======== Dataset extract ========

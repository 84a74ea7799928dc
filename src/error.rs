use crate::math::Rect;
use crate::VehicleId;

/// Errors raised by the intersection simulation.
#[derive(Debug, thiserror::Error)]
pub enum Error {
    /// The two roads passed to the geometry builder do not overlap.
    #[error("roads do not overlap: {0:?} and {1:?}")]
    DisjointRoads(Rect, Rect),
    /// The approach boundary factor must be positive and finite.
    #[error("invalid approach boundary factor {0}")]
    InvalidFactor(f64),
    /// An operation referenced a vehicle which does not exist.
    #[error("unknown vehicle {0:?}")]
    UnknownVehicle(VehicleId),
    /// A configuration value is out of range.
    #[error("invalid configuration: {0}")]
    InvalidConfig(String),
    #[error("failed to parse configuration: {0}")]
    Parse(#[from] serde_json::Error),
    #[error("io error: {0}")]
    Io(#[from] std::io::Error),
}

========

### Exercise aim
After reading the data above, print it all again exactly.

### Output of the task
repository 84a74ea7799928dc
filename src/error.rs
use crate::math::Rect;
use crate::VehicleId;

/// Errors raised by the intersection simulation.
#[derive(Debug, thiserror::Error)]
pub enum Error {
    /// The two roads passed to the geometry builder do not overlap.
    #[error("roads do not overlap: {0:?} and {1:?}")]
    DisjointRoads(Rect, Rect),
    /// The approach boundary factor must be positive and finite.
    #[error("invalid approach boundary factor {0}")]
    InvalidFactor(f64),
    /// An operation referenced a vehicle which does not exist.
    #[error("unknown vehicle {0:?}")]
    UnknownVehicle(VehicleId),
    /// A configuration value is out of range.
    #[error("invalid configuration: {0}")]
    InvalidConfig(String),
    #[error("failed to parse configuration: {0}")]
    Parse(#[from] serde_json::Error),
    #[error("io error: {0}")]
    Io(#[from] std::io::Error),
}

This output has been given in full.